Untying her long wrap-around skirt, Kendra could still smell the Hawaiian Tropic oil she had been using on that holiday in Corfu. She walked over to Gioia.
‘Aren’t you coming in for a proper swim?’
‘No. I’ll just stay here.’ Gioia’s long black hair already had silver slivers of seaweed tangled in it.
‘You’re like a seal lying there. Come in with me. I want to swim with you.’
‘I can’t.’
‘Why can’t you?’
‘Jesus, Ken, do I have to spell it out? I
can’t swim
.’
It was the first time Kendra could remember Gioa admitting to not being able to do something. She was always so capable and, even if she couldn’t do something herself, she knew how to find somebody who could. It was unimaginable not to be able to swim. Everybody could. When Kendra was a child she had been taught in the local pool. She’d won a badge to sew on her costume for a lifesaving course that involved pyjamas, although she couldn’t remember what she did with them. She could see them now, inflated red blobs with elephants on them.
She sat in the shallows next to Gioia, who stared out across the sea, her ankles kicking in the water. There were too many people around for Kendra to do what she wanted to do, which was to take Gioia’s head in her hands and lick the indentation at her neck and
stroke the base of her spine where there was a covering of soft, dark hair. She would have to wait until dark.
Further down the beach were houses with gardens that led directly on to the sands, but where they had set up their camp it was deserted. As the daylight faded, the houses began to light up and the odd sound carried along to where they were gathering driftwood and grasses and piling them up into a bonfire. The evening was warm but, even so, Kendra liked the idea of a fire.

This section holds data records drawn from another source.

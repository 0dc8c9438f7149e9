use clap::Parser;
use std::error::Error;
use std::process::ExitCode;
use std::sync::Arc;
use tracing::{error, info, warn};
use tracing_subscriber::{fmt, prelude::*, EnvFilter};
use volley_client::cli::CliArgs;
use volley_client::metrics::{run_metrics_server, LoadMetrics};
use volley_client::request::{build_post_request, load_payload};
use volley_client::{run_waves, Client, ConnectionSettings, Counters, DispatchPlan, Reactor, Snapshot};
use volley_common::{LogFormat, Settings};

fn init_logging(settings: &Settings) {
    // With diagnostics off only warnings and errors from the bootstrap get through.
    let level = if settings.logging_enabled {
        settings.log_level.as_str()
    } else {
        "warn"
    };
    let filter = EnvFilter::try_from_default_env().unwrap_or_else(|_| EnvFilter::new(level));

    let registry = tracing_subscriber::registry().with(filter);
    match settings.log_format {
        LogFormat::Json => registry
            .with(
                fmt::layer()
                    .json()
                    .with_target(true)
                    .with_thread_ids(true)
                    .with_thread_names(true),
            )
            .init(),
        LogFormat::Text => registry
            .with(
                fmt::layer()
                    .with_target(false)
                    .with_thread_ids(true)
                    .with_thread_names(true),
            )
            .init(),
    }
}

fn print_settings(settings: &Settings) {
    println!("Settings:");
    println!("Host: {}", settings.host);
    println!("Port: {}", settings.port);
    println!("Endpoint: {}", settings.endpoint);
    println!("Request file: {}", settings.request_file.display());
    println!("Volume: {} requests sent on each connection", settings.waves);
    println!(
        "Response Wait Timeout: {} seconds",
        settings.response_timeout.as_secs()
    );
    println!(
        "Connections: {} total connections to be opened",
        settings.connections
    );
    println!(
        "Threads: {} total threads pushing to all available connections",
        settings.threads
    );
    println!(
        "Delay between sending requests: {}(ms)",
        settings.delay.as_millis()
    );
    println!(
        "Logging enabled: {}. If true, prints additional information to console",
        settings.logging_enabled
    );
}

fn print_summary(snapshot: &Snapshot) {
    println!("Summary:");
    println!("Total Requests Sent: {}", snapshot.sent);
    println!("Total Responses Received: {}", snapshot.received);
    println!("Send Failures: {}", snapshot.send_failures);
    println!("Response Timeouts: {}", snapshot.timeouts);
    println!("Response Errors: {}", snapshot.read_errors);
    println!("Connect Failures: {}", snapshot.connect_failures);
}

fn run(settings: &Settings) -> Result<Snapshot, Box<dyn Error>> {
    // Nothing is opened until the payload is known to be readable.
    let body = load_payload(&settings.request_file)?;
    let request = build_post_request(&settings.host, settings.port, &settings.endpoint, &body);

    let reactor = Reactor::new(settings.threads)?;
    let counters = Counters::new();
    let shutdown = reactor.shutdown_token();

    if settings.metrics_enabled {
        let metrics = Arc::new(LoadMetrics::new(Arc::clone(&counters))?);
        reactor.handle().spawn(run_metrics_server(
            metrics,
            settings.metrics_port,
            shutdown.child_token(),
        ));
    }

    let interrupt = shutdown.clone();
    reactor.handle().spawn(async move {
        if tokio::signal::ctrl_c().await.is_ok() {
            warn!("Interrupt received, abandoning in-flight requests");
            interrupt.cancel();
        }
    });

    let clients: Vec<Client> = (0..settings.connections)
        .map(|id| {
            let conn = ConnectionSettings {
                id,
                host: settings.host.clone(),
                port: settings.port,
                response_timeout: settings.response_timeout,
                connect_timeout: settings.connect_timeout,
                logging: settings.logging_enabled,
            };
            Client::spawn(&reactor, conn, Arc::clone(&counters))
        })
        .collect();

    println!("Start sending ...");
    let plan = DispatchPlan {
        waves: settings.waves,
        delay: settings.delay,
    };
    let issued = run_waves(&clients, &request, plan, &shutdown);
    info!(issued, "Dispatch finished, draining outstanding requests");

    drop(clients);
    reactor.drain();

    Ok(counters.snapshot())
}

fn main() -> ExitCode {
    let settings = match CliArgs::parse().resolve() {
        Ok(settings) => settings,
        Err(e) => {
            eprintln!("{}", e);
            return ExitCode::FAILURE;
        }
    };

    init_logging(&settings);
    print_settings(&settings);

    match run(&settings) {
        Ok(snapshot) => {
            print_summary(&snapshot);
            ExitCode::SUCCESS
        }
        Err(e) => {
            error!(error = %e, "Load run aborted");
            eprintln!("{}", e);
            ExitCode::FAILURE
        }
    }
}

A crimson streak was all that was left of the sun by the time they sat on the scratchy blanket. Gioia produced a bottle of grappa from her knapsack, an unlikely accompaniment to the sandwiches Kendra had made, now littered with gritty grains of sand.

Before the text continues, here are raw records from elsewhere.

//! Prometheus view of the load counters, served over HTTP while a run is active.

use crate::engine::counters::{Counters, Snapshot};
use hyper::{
    service::{make_service_fn, service_fn},
    Body, Request, Response, Server, StatusCode,
};
use prometheus::{Encoder, IntCounter, IntGauge, Registry, TextEncoder};
use std::convert::Infallible;
use std::net::SocketAddr;
use std::sync::{Arc, Mutex};
use tokio_util::sync::CancellationToken;
use tracing::{error, info};

pub struct LoadMetrics {
    registry: Registry,
    counters: Arc<Counters>,
    requests_sent: IntCounter,
    responses_received: IntCounter,
    send_failures: IntCounter,
    response_timeouts: IntCounter,
    response_errors: IntCounter,
    connect_failures: IntCounter,
    active_connections: IntGauge,
    // Last snapshot pushed into the registry; counters only move forward.
    exported: Mutex<Snapshot>,
}

impl LoadMetrics {
    pub fn new(counters: Arc<Counters>) -> prometheus::Result<Self> {
        let registry = Registry::new();

        let requests_sent =
            IntCounter::new("volley_requests_sent_total", "Requests written to the target")?;
        let responses_received = IntCounter::new(
            "volley_responses_received_total",
            "Responses received before their deadline",
        )?;
        let send_failures =
            IntCounter::new("volley_send_failures_total", "Requests that could not be written")?;
        let response_timeouts = IntCounter::new(
            "volley_response_timeouts_total",
            "Requests whose response deadline expired",
        )?;
        let response_errors = IntCounter::new(
            "volley_response_errors_total",
            "Response reads that failed or were cancelled",
        )?;
        let connect_failures =
            IntCounter::new("volley_connect_failures_total", "Failed connect attempts")?;
        let active_connections = IntGauge::new(
            "volley_active_connections",
            "Number of currently established connections",
        )?;

        registry.register(Box::new(requests_sent.clone()))?;
        registry.register(Box::new(responses_received.clone()))?;
        registry.register(Box::new(send_failures.clone()))?;
        registry.register(Box::new(response_timeouts.clone()))?;
        registry.register(Box::new(response_errors.clone()))?;
        registry.register(Box::new(connect_failures.clone()))?;
        registry.register(Box::new(active_connections.clone()))?;

        Ok(Self {
            registry,
            counters,
            requests_sent,
            responses_received,
            send_failures,
            response_timeouts,
            response_errors,
            connect_failures,
            active_connections,
            exported: Mutex::new(Snapshot::default()),
        })
    }

    fn update_metrics(&self) {
        let now = self.counters.snapshot();
        let mut last = self.exported.lock().unwrap_or_else(|e| e.into_inner());

        self.requests_sent.inc_by(now.sent.saturating_sub(last.sent));
        self.responses_received
            .inc_by(now.received.saturating_sub(last.received));
        self.send_failures
            .inc_by(now.send_failures.saturating_sub(last.send_failures));
        self.response_timeouts
            .inc_by(now.timeouts.saturating_sub(last.timeouts));
        self.response_errors
            .inc_by(now.read_errors.saturating_sub(last.read_errors));
        self.connect_failures
            .inc_by(now.connect_failures.saturating_sub(last.connect_failures));
        self.active_connections.set(now.active_links as i64);

        *last = now;
    }

    pub fn render(&self) -> String {
        self.update_metrics();

        let metric_families = self.registry.gather();
        let encoder = TextEncoder::new();
        let mut buffer = Vec::new();

        if let Err(e) = encoder.encode(&metric_families, &mut buffer) {
            return format!("# Error encoding metrics: {}", e);
        }

        String::from_utf8(buffer).unwrap_or_else(|_| "# Error: Invalid UTF8".to_string())
    }
}

async fn metrics_handler(
    req: Request<Body>,
    metrics: Arc<LoadMetrics>,
) -> Result<Response<Body>, Infallible> {
    match req.uri().path() {
        "/health" => Ok(Response::new(Body::from("OK"))),
        "/metrics" => Ok(Response::new(Body::from(metrics.render()))),
        _ => {
            let mut not_found = Response::new(Body::from("Not Found"));
            *not_found.status_mut() = StatusCode::NOT_FOUND;
            Ok(not_found)
        }
    }
}

/// Serves `/metrics` and `/health` until `shutdown` is cancelled.
pub async fn run_metrics_server(metrics: Arc<LoadMetrics>, port: u16, shutdown: CancellationToken) {
    let addr = SocketAddr::from(([0, 0, 0, 0], port));

    let make_svc = make_service_fn(move |_conn| {
        let metrics = Arc::clone(&metrics);
        async move {
            Ok::<_, Infallible>(service_fn(move |req| {
                metrics_handler(req, Arc::clone(&metrics))
            }))
        }
    });

    let server = match Server::try_bind(&addr) {
        Ok(builder) => builder.serve(make_svc),
        Err(e) => {
            error!(port = port, error = %e, "Metrics server failed to bind");
            return;
        }
    };

    info!(port = port, "Metrics server online");

    let stopped = async move { shutdown.cancelled().await };
    if let Err(e) = server.with_graceful_shutdown(stopped).await {
        error!(error = %e, "Metrics server failed");
    }
}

‘It’s lovely here. I never had a seaside kind of holiday when I was a kid. Dad always closed the shop in August and sometimes we went to his family back near Bologna. Not much sea there. Funny how big the sea is when you look at it. Like it goes on for ever.’
‘I think Russia is the nearest land in that direction.’ Kendra gestured across the water. ‘You get massive winds because there’re no hills between us and the steppes. It’s why there’s all the nuclear stuff on this coast. It’s meant to be our first line of defence … kind of creepy. All that danger just out there, and this is so beautiful. As if we’re being deceived. It makes you worry about what could be in the sea. Uranium, plutonium – God knows what.’